United States District Court, Northern District of Illinois
May 20, 2013
CASE NUMBER 09 C 6749 (N.D. Ill. May. 20, 2013)

Opinion

CASE NUMBER 09 C 6749

05-20-2013

Manuel Rivera, et al. v. Town of Cicero, et al.


Name of Assigned Judge or Magistrate Judge

Sitting Judge if Other than Assigned Judge

DOCKET ENTRY TEXT

Plaintiffs' Motion to Vacate [112] is denied. [×] [ For further details see text below.] Docketing to mail notices.

STATEMENT

On July 13, 2012, Defendants Town of Cicero and police officers Alfred Auriemma, Nino Scimone, Scott Harris, Andrew Tomko, Joseph Melone, Robert Richert, Anthony Iniquez, and Eddie Lopez (collectively "Defendants") moved for summary judgment on all claims alleged by Plaintiffs Manuel Rivera and Maria Rivera, on behalf of her minor child Jonathan Rivera (collectively, "Plaintiffs"). At all relevant times Plaintiffs were represented by counsel. The assigned Magistrate Judge set a briefing schedule on the motion, ordering Plaintiffs to file a response by August 17, 2012. No response was filed. Approximately three months later on November 15, 2012, Plaintiffs' counsel filed a motion for an extension of time in which to file a response. The Court granted the motion and allowed Plaintiffs to file a response on or before November 30, 2012. No response was filed. Over a month later on January 9, 2013, Plaintiffs' counsel filed a second motion for an extension of time "due to matters of health." Pis.' Second Mot. for an Extension of Time to File a Resp. to Defs.' Mot. for Summ. J. ¶ 3. The Court granted Plaintiffs' second motion for an extension, allowing Plaintiffs to file a response on or before January 18, 2013. No response was filed. Consequently, Defendants' statement of material facts was deemed admitted. After finding that Defendants were entitled to judgment as a matter of law, the Court granted summary judgment in favor of Defendants on March 20, 2013. Before the Court is Plaintiffs' Motion to Vacate the Court's entry of summary judgment in favor of Defendants pursuant to Federal Rule of Civil Procedure 59(e). For the following reasons, the motion is denied.

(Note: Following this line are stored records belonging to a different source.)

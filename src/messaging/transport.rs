//! Transport trait and the in-process channel implementation.

use std::time::Duration;

use async_trait::async_trait;
use serde::{Deserialize, Serialize};
use tokio::sync::broadcast;
use tracing::debug;
use uuid::Uuid;

use crate::error::{MeshError, Result};
use crate::scheduler::TaskDefinition;

const DEFAULT_CHANNEL_CAPACITY: usize = 256;

/// Payload dispatched to an agent for one task attempt.
#[derive(Debug, Clone, Serialize, Deserialize)]
pub struct TaskEnvelope {
    pub envelope_id: String,
    pub task_id: String,
    pub task_name: String,
    pub task_type: String,
    pub attempt_number: u32,
    pub input_data: serde_json::Value,
}

impl TaskEnvelope {
    pub fn for_attempt(definition: &TaskDefinition, attempt_number: u32) -> Self {
        Self {
            envelope_id: Uuid::new_v4().to_string(),
            task_id: definition.task_id.clone(),
            task_name: definition.task_name.clone(),
            task_type: definition.task_type.clone(),
            attempt_number,
            input_data: definition.input_data.clone(),
        }
    }
}

/// Agent acknowledgement for a dispatched envelope.
#[derive(Debug, Clone, Serialize, Deserialize)]
pub struct DispatchAck {
    pub envelope_id: String,
    pub agent_id: String,
    pub accepted: bool,
    #[serde(default, skip_serializing_if = "Option::is_none")]
    pub message: Option<String>,
}

/// Transport used by the orchestrator to deliver task payloads.
///
/// Implementations guarantee at most one in-flight send per task attempt and
/// a bounded-time ack; the orchestrator additionally bounds every send with
/// its own dispatch timeout.
#[async_trait]
pub trait MessageTransport: Send + Sync {
    async fn send(&self, envelope: TaskEnvelope, target_agent_id: &str) -> Result<DispatchAck>;
}

#[derive(Debug, Clone)]
enum TransportFrame {
    Dispatch {
        envelope: TaskEnvelope,
        target: String,
    },
    Ack(DispatchAck),
}

/// In-process transport on a broadcast channel.
///
/// Suitable for tests and single-process deployments; a broker-backed
/// transport implements the same trait behind the same contract.
pub struct ChannelTransport {
    sender: broadcast::Sender<TransportFrame>,
    ack_timeout: Duration,
}

impl ChannelTransport {
    pub fn new(capacity: usize, ack_timeout: Duration) -> Self {
        let (sender, _) = broadcast::channel(capacity);
        Self {
            sender,
            ack_timeout,
        }
    }

    /// Subscribe an agent to its dispatched envelopes.
    pub fn subscribe(&self, agent_id: impl Into<String>) -> AgentMailbox {
        AgentMailbox {
            agent_id: agent_id.into(),
            receiver: self.sender.subscribe(),
            sender: self.sender.clone(),
        }
    }

    pub fn receiver_count(&self) -> usize {
        self.sender.receiver_count()
    }
}

impl Default for ChannelTransport {
    fn default() -> Self {
        Self::new(DEFAULT_CHANNEL_CAPACITY, Duration::from_secs(5))
    }
}

#[async_trait]
impl MessageTransport for ChannelTransport {
    async fn send(&self, envelope: TaskEnvelope, target_agent_id: &str) -> Result<DispatchAck> {
        let envelope_id = envelope.envelope_id.clone();
        let mut receiver = self.sender.subscribe();

        self.sender
            .send(TransportFrame::Dispatch {
                envelope,
                target: target_agent_id.to_string(),
            })
            .map_err(|_| MeshError::Transport("No active receivers".into()))?;

        tokio::time::timeout(self.ack_timeout, async {
            loop {
                match receiver.recv().await {
                    Ok(TransportFrame::Ack(ack)) if ack.envelope_id == envelope_id => {
                        return Ok(ack);
                    }
                    Ok(_) => continue,
                    Err(broadcast::error::RecvError::Closed) => {
                        return Err(MeshError::Transport("Channel closed".into()));
                    }
                    Err(broadcast::error::RecvError::Lagged(n)) => {
                        debug!(skipped = n, "Ack receiver lagged");
                        continue;
                    }
                }
            }
        })
        .await
        .map_err(|_| MeshError::Timeout("Dispatch ack timed out".into()))?
    }
}

/// Receiving side of the channel transport for one agent.
pub struct AgentMailbox {
    agent_id: String,
    receiver: broadcast::Receiver<TransportFrame>,
    sender: broadcast::Sender<TransportFrame>,
}

impl AgentMailbox {
    /// Next envelope addressed to this agent, or `None` when the channel is
    /// closed.
    pub async fn recv(&mut self) -> Option<TaskEnvelope> {
        loop {
            match self.receiver.recv().await {
                Ok(TransportFrame::Dispatch { envelope, target }) if target == self.agent_id => {
                    return Some(envelope);
                }
                Ok(_) => continue,
                Err(broadcast::error::RecvError::Closed) => return None,
                Err(broadcast::error::RecvError::Lagged(n)) => {
                    debug!(agent = %self.agent_id, skipped = n, "Mailbox lagged");
                    continue;
                }
            }
        }
    }

    /// Acknowledge a received envelope.
    pub fn ack(&self, envelope: &TaskEnvelope, accepted: bool) -> Result<()> {
        self.sender
            .send(TransportFrame::Ack(DispatchAck {
                envelope_id: envelope.envelope_id.clone(),
                agent_id: self.agent_id.clone(),
                accepted,
                message: None,
            }))
            .map_err(|_| MeshError::Transport("No active receivers".into()))?;
        Ok(())
    }

    pub fn agent_id(&self) -> &str {
        &self.agent_id
    }
}

#[cfg(test)]
mod tests {
    use super::*;

    fn envelope(task_id: &str) -> TaskEnvelope {
        let def = TaskDefinition::new("work", "t");
        let mut env = TaskEnvelope::for_attempt(&def, 1);
        env.task_id = task_id.to_string();
        env
    }

    #[tokio::test]
    async fn test_dispatch_and_ack() {
        let transport = ChannelTransport::default();
        let mut mailbox = transport.subscribe("agent-1");

        let worker = tokio::spawn(async move {
            let envelope = mailbox.recv().await.unwrap();
            mailbox.ack(&envelope, true).unwrap();
            envelope.task_id
        });

        let ack = transport.send(envelope("t1"), "agent-1").await.unwrap();
        assert!(ack.accepted);
        assert_eq!(ack.agent_id, "agent-1");
        assert_eq!(worker.await.unwrap(), "t1");
    }

    #[tokio::test]
    async fn test_envelope_ignored_by_other_agents() {
        let transport = ChannelTransport::new(16, Duration::from_millis(100));
        let mut other = transport.subscribe("agent-2");
        let mut target = transport.subscribe("agent-1");

        tokio::spawn(async move {
            let envelope = target.recv().await.unwrap();
            target.ack(&envelope, true).unwrap();
        });

        let ack = transport.send(envelope("t1"), "agent-1").await.unwrap();
        assert_eq!(ack.agent_id, "agent-1");

        // The other mailbox saw nothing addressed to it.
        let nothing = tokio::time::timeout(Duration::from_millis(50), other.recv()).await;
        assert!(nothing.is_err());
    }

    #[tokio::test]
    async fn test_ack_timeout() {
        let transport = ChannelTransport::new(16, Duration::from_millis(50));
        let _mailbox = transport.subscribe("agent-1");

        // Nobody acks: send must time out, not hang.
        let result = transport.send(envelope("t1"), "agent-1").await;
        assert!(matches!(result, Err(MeshError::Timeout(_))));
    }

    #[tokio::test]
    async fn test_rejected_ack_propagates() {
        let transport = ChannelTransport::default();
        let mut mailbox = transport.subscribe("agent-1");

        tokio::spawn(async move {
            let envelope = mailbox.recv().await.unwrap();
            mailbox.ack(&envelope, false).unwrap();
        });

        let ack = transport.send(envelope("t1"), "agent-1").await.unwrap();
        assert!(!ack.accepted);
    }
}
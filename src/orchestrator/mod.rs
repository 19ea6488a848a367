//! Dispatch pipeline driving tasks from the scheduler to agents.

mod dispatch;

pub use dispatch::{DispatchOutcome, OrchestratorStats, TaskOrchestrator};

"[A] motion to reconsider is only appropriate where a court has misunderstood a party, where the court has made a decision outside the adversarial issues presented to the court by the parties, where the court has made an error of apprehension (not of reasoning), where a significant change in the law has occurred, or where significant new facts have been discovered." Broaddus v. Shields, 665 F.3d 846, 860 (7th Cir. 2011). Rule 59(e) "requires that the movant clearly establish one of the aforementioned grounds for relief." Harrington v. City of Chi., 433 F.3d 542, 546 (7th Cir. 2006) (internal quotation marks and citations omitted). Whether to grant or deny a Rule 59(e) motion "is entrusted to the sound judgment of the district court." In re Prince, 85 F.3d 314, 324 (7th Cir. 1996).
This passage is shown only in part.